Saved data entries
_ _ _ _ _ _ _

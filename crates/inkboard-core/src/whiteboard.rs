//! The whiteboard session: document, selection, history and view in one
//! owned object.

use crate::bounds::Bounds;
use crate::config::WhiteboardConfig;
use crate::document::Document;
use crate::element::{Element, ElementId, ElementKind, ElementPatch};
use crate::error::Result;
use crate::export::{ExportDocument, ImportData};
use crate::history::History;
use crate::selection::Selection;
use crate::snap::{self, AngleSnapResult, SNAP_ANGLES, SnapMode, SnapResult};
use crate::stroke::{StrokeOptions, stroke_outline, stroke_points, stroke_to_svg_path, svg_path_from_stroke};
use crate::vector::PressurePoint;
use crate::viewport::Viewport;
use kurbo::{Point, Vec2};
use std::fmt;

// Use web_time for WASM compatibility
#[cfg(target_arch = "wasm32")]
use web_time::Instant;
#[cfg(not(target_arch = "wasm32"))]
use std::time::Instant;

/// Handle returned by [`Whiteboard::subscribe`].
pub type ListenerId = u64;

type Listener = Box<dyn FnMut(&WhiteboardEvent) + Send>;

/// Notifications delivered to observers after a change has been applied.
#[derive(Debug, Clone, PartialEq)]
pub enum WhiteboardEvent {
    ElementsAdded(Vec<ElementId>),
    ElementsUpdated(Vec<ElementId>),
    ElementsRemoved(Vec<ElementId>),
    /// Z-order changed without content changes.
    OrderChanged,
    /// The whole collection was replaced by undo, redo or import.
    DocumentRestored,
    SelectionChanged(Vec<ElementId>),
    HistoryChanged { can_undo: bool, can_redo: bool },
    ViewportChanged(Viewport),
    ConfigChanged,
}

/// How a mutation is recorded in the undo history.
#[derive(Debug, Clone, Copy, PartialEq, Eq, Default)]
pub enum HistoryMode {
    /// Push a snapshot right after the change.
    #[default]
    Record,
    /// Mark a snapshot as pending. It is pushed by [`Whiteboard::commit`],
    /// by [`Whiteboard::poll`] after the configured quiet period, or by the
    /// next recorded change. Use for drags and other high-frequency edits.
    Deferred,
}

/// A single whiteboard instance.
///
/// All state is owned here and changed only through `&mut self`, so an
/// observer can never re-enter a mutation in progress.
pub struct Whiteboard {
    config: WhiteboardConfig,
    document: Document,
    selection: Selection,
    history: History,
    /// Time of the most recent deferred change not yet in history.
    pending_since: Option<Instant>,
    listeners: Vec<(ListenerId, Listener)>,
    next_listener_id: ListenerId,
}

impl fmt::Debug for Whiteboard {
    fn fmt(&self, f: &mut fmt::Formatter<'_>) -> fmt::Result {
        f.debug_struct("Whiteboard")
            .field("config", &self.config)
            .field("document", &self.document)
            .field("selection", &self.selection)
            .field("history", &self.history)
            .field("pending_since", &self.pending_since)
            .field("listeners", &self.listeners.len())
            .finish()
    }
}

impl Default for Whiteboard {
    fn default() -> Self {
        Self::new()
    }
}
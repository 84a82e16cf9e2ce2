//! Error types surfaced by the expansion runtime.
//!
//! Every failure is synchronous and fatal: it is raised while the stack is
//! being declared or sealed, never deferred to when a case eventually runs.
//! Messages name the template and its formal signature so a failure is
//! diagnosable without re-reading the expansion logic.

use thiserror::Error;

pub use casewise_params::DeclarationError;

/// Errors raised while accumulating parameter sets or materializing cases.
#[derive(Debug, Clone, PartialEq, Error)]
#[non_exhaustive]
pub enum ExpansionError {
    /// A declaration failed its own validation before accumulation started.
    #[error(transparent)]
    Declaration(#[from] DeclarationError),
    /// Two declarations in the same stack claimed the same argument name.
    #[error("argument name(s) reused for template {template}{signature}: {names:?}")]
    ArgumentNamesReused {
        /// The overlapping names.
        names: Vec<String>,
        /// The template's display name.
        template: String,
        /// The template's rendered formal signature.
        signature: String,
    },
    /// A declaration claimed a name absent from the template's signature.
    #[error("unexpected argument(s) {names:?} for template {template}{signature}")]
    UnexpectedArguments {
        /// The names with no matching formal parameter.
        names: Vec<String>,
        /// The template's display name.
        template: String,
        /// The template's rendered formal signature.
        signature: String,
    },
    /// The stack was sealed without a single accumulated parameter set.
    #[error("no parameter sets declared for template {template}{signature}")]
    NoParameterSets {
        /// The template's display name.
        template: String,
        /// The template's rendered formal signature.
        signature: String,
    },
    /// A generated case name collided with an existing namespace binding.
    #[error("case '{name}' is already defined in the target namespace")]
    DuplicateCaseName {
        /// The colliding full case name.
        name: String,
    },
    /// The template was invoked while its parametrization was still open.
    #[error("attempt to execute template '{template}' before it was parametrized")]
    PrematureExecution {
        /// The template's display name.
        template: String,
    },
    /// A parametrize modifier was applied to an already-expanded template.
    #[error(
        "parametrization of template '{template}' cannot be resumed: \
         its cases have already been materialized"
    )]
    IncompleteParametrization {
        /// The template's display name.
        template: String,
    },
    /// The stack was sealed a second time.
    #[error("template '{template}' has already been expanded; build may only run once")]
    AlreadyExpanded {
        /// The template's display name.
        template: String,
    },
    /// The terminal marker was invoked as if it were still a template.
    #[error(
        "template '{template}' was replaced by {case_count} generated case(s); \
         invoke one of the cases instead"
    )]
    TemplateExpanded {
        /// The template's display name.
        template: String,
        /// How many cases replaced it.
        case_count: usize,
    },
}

_ _ _ _ _ _ _

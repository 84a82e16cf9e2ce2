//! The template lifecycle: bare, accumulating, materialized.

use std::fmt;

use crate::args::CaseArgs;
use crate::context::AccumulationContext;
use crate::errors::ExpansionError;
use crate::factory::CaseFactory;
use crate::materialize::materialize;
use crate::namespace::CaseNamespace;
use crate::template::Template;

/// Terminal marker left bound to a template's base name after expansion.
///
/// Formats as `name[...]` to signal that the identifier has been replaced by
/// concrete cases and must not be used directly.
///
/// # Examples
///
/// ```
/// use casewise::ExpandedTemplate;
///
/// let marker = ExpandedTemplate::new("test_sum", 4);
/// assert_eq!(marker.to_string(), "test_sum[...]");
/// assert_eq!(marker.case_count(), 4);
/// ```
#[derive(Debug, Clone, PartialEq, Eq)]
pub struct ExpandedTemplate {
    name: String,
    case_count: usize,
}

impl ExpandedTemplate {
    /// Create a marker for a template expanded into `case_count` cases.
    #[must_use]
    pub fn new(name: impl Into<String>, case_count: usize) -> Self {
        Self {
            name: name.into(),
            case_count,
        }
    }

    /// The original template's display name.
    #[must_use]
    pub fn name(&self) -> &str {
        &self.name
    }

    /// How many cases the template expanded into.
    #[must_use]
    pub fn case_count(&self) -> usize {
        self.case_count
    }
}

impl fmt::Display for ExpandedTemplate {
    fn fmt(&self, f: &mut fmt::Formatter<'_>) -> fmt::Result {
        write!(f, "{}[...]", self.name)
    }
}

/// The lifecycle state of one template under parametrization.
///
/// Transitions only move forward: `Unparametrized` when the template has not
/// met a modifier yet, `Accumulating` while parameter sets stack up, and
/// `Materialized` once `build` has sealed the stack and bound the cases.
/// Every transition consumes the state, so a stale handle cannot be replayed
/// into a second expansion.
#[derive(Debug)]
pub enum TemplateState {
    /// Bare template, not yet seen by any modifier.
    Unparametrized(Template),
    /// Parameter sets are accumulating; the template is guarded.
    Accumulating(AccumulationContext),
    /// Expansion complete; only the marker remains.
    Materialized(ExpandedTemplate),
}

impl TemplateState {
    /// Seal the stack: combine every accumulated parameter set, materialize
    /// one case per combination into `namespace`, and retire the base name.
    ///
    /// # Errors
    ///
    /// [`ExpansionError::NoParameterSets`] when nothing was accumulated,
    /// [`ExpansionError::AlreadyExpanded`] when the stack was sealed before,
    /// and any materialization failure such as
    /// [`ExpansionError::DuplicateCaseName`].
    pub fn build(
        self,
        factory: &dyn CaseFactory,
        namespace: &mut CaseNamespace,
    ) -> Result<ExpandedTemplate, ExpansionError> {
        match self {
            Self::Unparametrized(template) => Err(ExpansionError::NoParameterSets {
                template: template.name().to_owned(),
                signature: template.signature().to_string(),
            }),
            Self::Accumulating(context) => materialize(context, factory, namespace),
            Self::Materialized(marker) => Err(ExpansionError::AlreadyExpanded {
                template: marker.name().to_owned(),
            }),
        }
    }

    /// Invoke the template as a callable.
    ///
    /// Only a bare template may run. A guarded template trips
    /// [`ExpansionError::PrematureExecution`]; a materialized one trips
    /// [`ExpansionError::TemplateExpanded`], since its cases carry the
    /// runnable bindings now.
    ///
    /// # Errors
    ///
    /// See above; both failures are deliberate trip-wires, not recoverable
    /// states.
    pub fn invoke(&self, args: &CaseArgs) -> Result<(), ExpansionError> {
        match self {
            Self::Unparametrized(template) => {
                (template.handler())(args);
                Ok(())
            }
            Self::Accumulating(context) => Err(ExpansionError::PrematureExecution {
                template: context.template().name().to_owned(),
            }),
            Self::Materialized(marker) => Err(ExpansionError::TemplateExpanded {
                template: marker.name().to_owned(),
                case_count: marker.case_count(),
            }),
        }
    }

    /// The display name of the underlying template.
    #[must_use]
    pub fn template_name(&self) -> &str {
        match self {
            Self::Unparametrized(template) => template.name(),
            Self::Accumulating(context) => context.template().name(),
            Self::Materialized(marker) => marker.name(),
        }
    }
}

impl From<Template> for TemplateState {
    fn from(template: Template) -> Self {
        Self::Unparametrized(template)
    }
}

_ _ _ _ _ _ _

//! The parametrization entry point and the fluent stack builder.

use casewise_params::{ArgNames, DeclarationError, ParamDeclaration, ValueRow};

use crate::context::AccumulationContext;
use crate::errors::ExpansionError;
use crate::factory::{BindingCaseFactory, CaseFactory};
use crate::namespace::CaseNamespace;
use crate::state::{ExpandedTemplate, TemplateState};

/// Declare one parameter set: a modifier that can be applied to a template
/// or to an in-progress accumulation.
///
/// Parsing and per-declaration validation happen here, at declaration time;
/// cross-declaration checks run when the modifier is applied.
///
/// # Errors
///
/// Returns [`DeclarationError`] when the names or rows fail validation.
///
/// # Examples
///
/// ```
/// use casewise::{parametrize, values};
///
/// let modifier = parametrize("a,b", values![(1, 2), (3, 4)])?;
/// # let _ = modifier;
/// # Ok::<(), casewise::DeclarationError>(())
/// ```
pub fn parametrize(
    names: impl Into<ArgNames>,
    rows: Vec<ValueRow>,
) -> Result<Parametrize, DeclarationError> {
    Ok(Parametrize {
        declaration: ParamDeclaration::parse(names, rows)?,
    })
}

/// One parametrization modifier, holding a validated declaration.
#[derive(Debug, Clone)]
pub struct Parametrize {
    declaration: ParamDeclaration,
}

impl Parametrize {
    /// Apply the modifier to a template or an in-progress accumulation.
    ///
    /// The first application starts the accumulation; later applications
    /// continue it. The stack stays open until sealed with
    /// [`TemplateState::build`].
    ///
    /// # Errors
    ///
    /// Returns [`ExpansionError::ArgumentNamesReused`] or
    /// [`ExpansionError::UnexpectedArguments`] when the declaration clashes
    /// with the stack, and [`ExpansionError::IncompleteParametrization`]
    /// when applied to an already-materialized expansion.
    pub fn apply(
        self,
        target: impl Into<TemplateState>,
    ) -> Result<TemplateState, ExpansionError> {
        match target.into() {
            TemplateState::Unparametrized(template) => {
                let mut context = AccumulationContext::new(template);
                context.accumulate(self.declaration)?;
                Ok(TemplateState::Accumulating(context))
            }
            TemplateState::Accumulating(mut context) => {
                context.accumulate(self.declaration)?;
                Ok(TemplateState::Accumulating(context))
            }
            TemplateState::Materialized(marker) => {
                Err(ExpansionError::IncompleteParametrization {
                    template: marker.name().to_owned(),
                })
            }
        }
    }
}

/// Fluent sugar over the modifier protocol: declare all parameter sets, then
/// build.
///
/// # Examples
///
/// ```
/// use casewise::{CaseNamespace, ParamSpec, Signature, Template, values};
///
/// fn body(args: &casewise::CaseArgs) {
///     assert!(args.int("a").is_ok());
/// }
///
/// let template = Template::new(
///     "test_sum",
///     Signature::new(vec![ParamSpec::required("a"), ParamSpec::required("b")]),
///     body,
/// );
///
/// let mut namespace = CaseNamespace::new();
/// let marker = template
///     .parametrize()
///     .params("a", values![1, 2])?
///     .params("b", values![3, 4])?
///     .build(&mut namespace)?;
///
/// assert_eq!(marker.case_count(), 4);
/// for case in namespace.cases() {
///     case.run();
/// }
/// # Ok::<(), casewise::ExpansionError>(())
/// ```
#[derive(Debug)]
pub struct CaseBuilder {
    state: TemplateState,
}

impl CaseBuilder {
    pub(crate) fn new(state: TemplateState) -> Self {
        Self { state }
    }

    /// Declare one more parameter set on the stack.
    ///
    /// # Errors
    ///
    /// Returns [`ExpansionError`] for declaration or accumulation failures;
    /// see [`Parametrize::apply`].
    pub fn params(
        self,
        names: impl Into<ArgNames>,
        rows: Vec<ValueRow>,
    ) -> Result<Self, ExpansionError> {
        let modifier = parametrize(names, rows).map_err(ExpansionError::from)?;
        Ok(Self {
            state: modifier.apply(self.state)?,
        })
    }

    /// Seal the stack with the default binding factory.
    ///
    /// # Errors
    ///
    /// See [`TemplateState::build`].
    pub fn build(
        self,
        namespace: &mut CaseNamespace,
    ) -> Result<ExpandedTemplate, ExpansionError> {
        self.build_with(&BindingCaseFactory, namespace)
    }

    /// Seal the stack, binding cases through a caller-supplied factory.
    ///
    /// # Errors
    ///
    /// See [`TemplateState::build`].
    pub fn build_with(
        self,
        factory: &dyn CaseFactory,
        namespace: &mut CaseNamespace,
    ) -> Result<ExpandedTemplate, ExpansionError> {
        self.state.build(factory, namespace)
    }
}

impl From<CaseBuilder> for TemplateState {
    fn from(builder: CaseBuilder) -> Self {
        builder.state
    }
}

_ _ _ _ _ _ _

YOUR TASK:
Search the records line by line for the word "field" and copy every line where it appears.

FINISHED EXERCISE:
            .field("config", &self.config)
            .field("document", &self.document)
            .field("selection", &self.selection)
            .field("history", &self.history)
            .field("pending_since", &self.pending_since)
            .field("listeners", &self.listeners.len())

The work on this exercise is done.